── Data for analysis ──

//! Replay of a resource as out-of-order, overlapping chunk deliveries.
//!
//! The resource is cut into chunks, each chunk becomes a job on a
//! [`PriorityScheduler`] whose resources are channels, and every scheduled
//! chunk is read from the [`RangeSource`] and written into a
//! [`ByteRangeStore`]. At the end the store must give back the resource
//! byte for byte.

use std::cell::RefCell;
use std::collections::VecDeque;
use std::rc::Rc;
use std::time::{Duration, Instant};

use serde::{Deserialize, Serialize};
use tracing::{debug, trace, warn};

use crate::databin::{ByteRange, ByteRangeStore, CopyOptions, MessageHeader};
use crate::error::ReplayError;
use crate::io::RangeSource;
use crate::scheduler::{PriorityScheduler, SchedulerOptions};

/// Order in which chunks are submitted.
#[derive(Debug, Clone, Copy, PartialEq, Eq, clap::ValueEnum, Serialize, Deserialize)]
#[serde(rename_all = "snake_case")]
pub enum ChunkOrder {
    /// Front to back
    Sequential,
    /// Back to front
    Reverse,
    /// Even chunks front to back, then odd chunks
    Interleaved,
}

/// Cut `size` bytes into chunks of `chunk_size`, each re-sending the
/// `overlap` bytes before its start, and order them.
///
/// An empty resource yields one empty chunk, so that its length still gets
/// delivered.
pub fn plan_chunks(
    size: usize,
    chunk_size: usize,
    overlap: usize,
    order: ChunkOrder,
) -> Vec<ByteRange> {
    if size == 0 {
        return vec![ByteRange::new(0, 0)];
    }

    let chunk_size = chunk_size.max(1);
    let chunks: Vec<ByteRange> = (0..size)
        .step_by(chunk_size)
        .map(|start| {
            let end = (start + chunk_size).min(size);
            let start = start.saturating_sub(overlap);
            ByteRange::new(start, end - start)
        })
        .collect();

    match order {
        ChunkOrder::Sequential => chunks,
        ChunkOrder::Reverse => chunks.into_iter().rev().collect(),
        ChunkOrder::Interleaved => {
            let (even, odd): (Vec<_>, Vec<_>) =
                chunks.into_iter().enumerate().partition(|(idx, _)| idx % 2 == 0);
            even.into_iter().chain(odd).map(|(_, range)| range).collect()
        }
    }
}

/// Parameters of a replay run.
#[derive(Debug, Clone)]
pub struct ReplaySettings {
    pub chunk_size: usize,
    pub overlap: usize,
    pub order: ChunkOrder,
    pub channels: usize,
    pub scheduler: SchedulerOptions,

    /// Simulated round trip per chunk
    pub latency: Duration,
}

/// Outcome of a replay run.
#[derive(Debug, Clone, Serialize)]
pub struct ReplaySummary {
    pub identifier: String,
    pub size: u64,
    pub chunks: usize,
    pub channels: usize,
    pub order: ChunkOrder,
    pub bytes_delivered: usize,
    pub bytes_stored: usize,
    pub redundant_bytes: usize,
    pub ranges: usize,
    pub verified: bool,
    pub elapsed_ms: u64,
}

/// Scheduling context of one chunk.
#[derive(Debug, Clone)]
struct Delivery {
    position: usize,
    range: ByteRange,
    priority: i32,
}

/// Replay `source` through the scheduler into a fresh store.
pub async fn replay(
    source: &dyn RangeSource,
    settings: &ReplaySettings,
) -> Result<ReplaySummary, ReplayError> {
    let started = Instant::now();
    let size = source.size() as usize;
    let plan = plan_chunks(size, settings.chunk_size, settings.overlap, settings.order);

    debug!(
        source = source.identifier(),
        size,
        chunks = plan.len(),
        channels = settings.channels,
        "replay started"
    );

    let ready: Rc<RefCell<VecDeque<(Delivery, u32)>>> = Rc::default();
    let mut next_channel = 0u32;
    let scheduler = PriorityScheduler::new(
        move || {
            next_channel += 1;
            next_channel - 1
        },
        settings.channels,
        |delivery: &Delivery| delivery.priority,
        settings.scheduler.clone(),
    );

    // Earlier positions in the plan go first.
    for (position, range) in plan.iter().enumerate() {
        let delivery = Delivery {
            position,
            range: *range,
            priority: i32::try_from(plan.len() - position).unwrap_or(i32::MAX),
        };
        let queue = ready.clone();
        scheduler.enqueue_job(
            move |channel, delivery| queue.borrow_mut().push_back((delivery, channel)),
            delivery,
            |delivery| warn!(position = delivery.position, "chunk dropped"),
        )?;
    }

    let mut store = ByteRangeStore::new();
    let mut bytes_delivered = 0;
    let mut bytes_stored = 0;

    loop {
        let next = ready.borrow_mut().pop_front();
        let Some((delivery, channel)) = next else {
            let pending = scheduler.pending_jobs_count();
            if pending > 0 {
                return Err(ReplayError::Stalled { pending });
            }
            break;
        };

        if !settings.latency.is_zero() {
            tokio::time::sleep(settings.latency).await;
        }

        let range = delivery.range;
        let data = source.read_range(range.start as u64, range.length).await?;
        let mut header = MessageHeader::new(range.start, range.length);
        if range.end() == size {
            header = header.last();
        }

        let added = store.add_data(&header, &data)?;
        trace!(
            position = delivery.position,
            channel,
            start = range.start,
            length = range.length,
            added,
            "chunk stored"
        );
        bytes_delivered += range.length;
        bytes_stored += added;

        scheduler.job_done(channel)?;
    }

    let verified = verify(source, &store, size).await?;
    let summary = ReplaySummary {
        identifier: source.identifier().to_string(),
        size: size as u64,
        chunks: plan.len(),
        channels: settings.channels,
        order: settings.order,
        bytes_delivered,
        bytes_stored,
        redundant_bytes: bytes_delivered - bytes_stored,
        ranges: store.existing_ranges().len(),
        verified,
        elapsed_ms: started.elapsed().as_millis() as u64,
    };

    debug!(verified, ranges = summary.ranges, "replay finished");
    Ok(summary)
}

/// Whether the store holds the whole resource and copies it back unchanged.
async fn verify(
    source: &dyn RangeSource,
    store: &ByteRangeStore,
    size: usize,
) -> Result<bool, ReplayError> {
    if !store.is_all_databin_loaded() {
        return Ok(false);
    }

    let expected = source.read_range(0, size).await?;
    let mut copy = vec![0u8; size];
    let copied = store.copy_bytes(&mut copy, 0, CopyOptions::new().force_all())?;

    Ok(copied == Some(size) && copy[..] == expected[..])
}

───

- [What is required]: Write each entry out again, exactly as it reads above.

- [Result below]:
//! Replay of a resource as out-of-order, overlapping chunk deliveries.
//!
//! The resource is cut into chunks, each chunk becomes a job on a
//! [`PriorityScheduler`] whose resources are channels, and every scheduled
//! chunk is read from the [`RangeSource`] and written into a
//! [`ByteRangeStore`]. At the end the store must give back the resource
//! byte for byte.

use std::cell::RefCell;
use std::collections::VecDeque;
use std::rc::Rc;
use std::time::{Duration, Instant};

use serde::{Deserialize, Serialize};
use tracing::{debug, trace, warn};

use crate::databin::{ByteRange, ByteRangeStore, CopyOptions, MessageHeader};
use crate::error::ReplayError;
use crate::io::RangeSource;
use crate::scheduler::{PriorityScheduler, SchedulerOptions};

/// Order in which chunks are submitted.
#[derive(Debug, Clone, Copy, PartialEq, Eq, clap::ValueEnum, Serialize, Deserialize)]
#[serde(rename_all = "snake_case")]
pub enum ChunkOrder {
    /// Front to back
    Sequential,
    /// Back to front
    Reverse,
    /// Even chunks front to back, then odd chunks
    Interleaved,
}

/// Cut `size` bytes into chunks of `chunk_size`, each re-sending the
/// `overlap` bytes before its start, and order them.
///
/// An empty resource yields one empty chunk, so that its length still gets
/// delivered.
pub fn plan_chunks(
    size: usize,
    chunk_size: usize,
    overlap: usize,
    order: ChunkOrder,
) -> Vec<ByteRange> {
    if size == 0 {
        return vec![ByteRange::new(0, 0)];
    }

    let chunk_size = chunk_size.max(1);
    let chunks: Vec<ByteRange> = (0..size)
        .step_by(chunk_size)
        .map(|start| {
            let end = (start + chunk_size).min(size);
            let start = start.saturating_sub(overlap);
            ByteRange::new(start, end - start)
        })
        .collect();

    match order {
        ChunkOrder::Sequential => chunks,
        ChunkOrder::Reverse => chunks.into_iter().rev().collect(),
        ChunkOrder::Interleaved => {
            let (even, odd): (Vec<_>, Vec<_>) =
                chunks.into_iter().enumerate().partition(|(idx, _)| idx % 2 == 0);
            even.into_iter().chain(odd).map(|(_, range)| range).collect()
        }
    }
}

/// Parameters of a replay run.
#[derive(Debug, Clone)]
pub struct ReplaySettings {
    pub chunk_size: usize,
    pub overlap: usize,
    pub order: ChunkOrder,
    pub channels: usize,
    pub scheduler: SchedulerOptions,

    /// Simulated round trip per chunk
    pub latency: Duration,
}

/// Outcome of a replay run.
#[derive(Debug, Clone, Serialize)]
pub struct ReplaySummary {
    pub identifier: String,
    pub size: u64,
    pub chunks: usize,
    pub channels: usize,
    pub order: ChunkOrder,
    pub bytes_delivered: usize,
    pub bytes_stored: usize,
    pub redundant_bytes: usize,
    pub ranges: usize,
    pub verified: bool,
    pub elapsed_ms: u64,
}

/// Scheduling context of one chunk.
#[derive(Debug, Clone)]
struct Delivery {
    position: usize,
    range: ByteRange,
    priority: i32,
}

/// Replay `source` through the scheduler into a fresh store.
pub async fn replay(
    source: &dyn RangeSource,
    settings: &ReplaySettings,
) -> Result<ReplaySummary, ReplayError> {
    let started = Instant::now();
    let size = source.size() as usize;
    let plan = plan_chunks(size, settings.chunk_size, settings.overlap, settings.order);

    debug!(
        source = source.identifier(),
        size,
        chunks = plan.len(),
        channels = settings.channels,
        "replay started"
    );

    let ready: Rc<RefCell<VecDeque<(Delivery, u32)>>> = Rc::default();
    let mut next_channel = 0u32;
    let scheduler = PriorityScheduler::new(
        move || {
            next_channel += 1;
            next_channel - 1
        },
        settings.channels,
        |delivery: &Delivery| delivery.priority,
        settings.scheduler.clone(),
    );

    // Earlier positions in the plan go first.
    for (position, range) in plan.iter().enumerate() {
        let delivery = Delivery {
            position,
            range: *range,
            priority: i32::try_from(plan.len() - position).unwrap_or(i32::MAX),
        };
        let queue = ready.clone();
        scheduler.enqueue_job(
            move |channel, delivery| queue.borrow_mut().push_back((delivery, channel)),
            delivery,
            |delivery| warn!(position = delivery.position, "chunk dropped"),
        )?;
    }

    let mut store = ByteRangeStore::new();
    let mut bytes_delivered = 0;
    let mut bytes_stored = 0;

    loop {
        let next = ready.borrow_mut().pop_front();
        let Some((delivery, channel)) = next else {
            let pending = scheduler.pending_jobs_count();
            if pending > 0 {
                return Err(ReplayError::Stalled { pending });
            }
            break;
        };

        if !settings.latency.is_zero() {
            tokio::time::sleep(settings.latency).await;
        }

        let range = delivery.range;
        let data = source.read_range(range.start as u64, range.length).await?;
        let mut header = MessageHeader::new(range.start, range.length);
        if range.end() == size {
            header = header.last();
        }

        let added = store.add_data(&header, &data)?;
        trace!(
            position = delivery.position,
            channel,
            start = range.start,
            length = range.length,
            added,
            "chunk stored"
        );
        bytes_delivered += range.length;
        bytes_stored += added;

        scheduler.job_done(channel)?;
    }

    let verified = verify(source, &store, size).await?;
    let summary = ReplaySummary {
        identifier: source.identifier().to_string(),
        size: size as u64,
        chunks: plan.len(),
        channels: settings.channels,
        order: settings.order,
        bytes_delivered,
        bytes_stored,
        redundant_bytes: bytes_delivered - bytes_stored,
        ranges: store.existing_ranges().len(),
        verified,
        elapsed_ms: started.elapsed().as_millis() as u64,
    };

    debug!(verified, ranges = summary.ranges, "replay finished");
    Ok(summary)
}

/// Whether the store holds the whole resource and copies it back unchanged.
async fn verify(
    source: &dyn RangeSource,
    store: &ByteRangeStore,
    size: usize,
) -> Result<bool, ReplayError> {
    if !store.is_all_databin_loaded() {
        return Ok(false);
    }

    let expected = source.read_range(0, size).await?;
    let mut copy = vec![0u8; size];
    let copied = store.copy_bytes(&mut copy, 0, CopyOptions::new().force_all())?;

    Ok(copied == Some(size) && copy[..] == expected[..])
}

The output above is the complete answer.